It is well known that BRCA has clinical and genomic heterogeneity. Traditionally, BRCA has been staged by histopathological criteria that are based on size, lymph node infiltration and level of invasiveness (TNM), or by immunohistochemical characterization of cell surface receptors, including estrogen receptor (ER), progesterone receptor (PR) and human epidermal growth factor receptor 2 (HER2) [20]. Recently, gene expression profiles are employed to expand the molecular classification of BRCA. One of the most well-known signatures is PAM50, which is used to distinguish 5 intrinsic subtypes, including luminal A, luminal B, HER2-enriched, basal-like and normal-like [21]. Considering that DNA methylation is one of the critical regulators of gene expression, we seek to study if subtypes of BRCA based on current classifications display consistent DNA methylation changes.

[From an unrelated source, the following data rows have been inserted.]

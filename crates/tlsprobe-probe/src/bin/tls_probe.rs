//! Thread-scoped counter driver.
//!
//! Runs the canonical sequence on the main thread, then again on five
//! worker threads. Every worker starts from a fresh zero cell no matter
//! what the main thread did first; that is the behavior on display.

use tlsprobe_core::StorageScope;
use tlsprobe_probe::{run_single_thread, run_worker_threads};

fn main() {
    run_single_thread(StorageScope::Thread, true);
    run_worker_threads(StorageScope::Thread, true);
}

To fulfill this task, we downloaded 450K array data of 870 patients from the TCGA-BRCA study and performed unsupervised clustering analysis with the most variable probes (top 1%). Generally, we observed great inter-patient MH across the whole cohort and no significant correlation between certain methylation patterns and PAM50 subtypes, surface receptors or TNM stages was found (Additional file 1: Figures S1–S3). Thus, all current classification methods, no matter based on gene expression profiles, surface receptors or histopathological criteria, were not significantly correlated with DNA methylation landscapes. Therefore, it is intriguing to utilize DNA methylation to expand the prediction power to clinical outcomes of NAC treatment since DNA methylation can provide independent information from traditional classifiers.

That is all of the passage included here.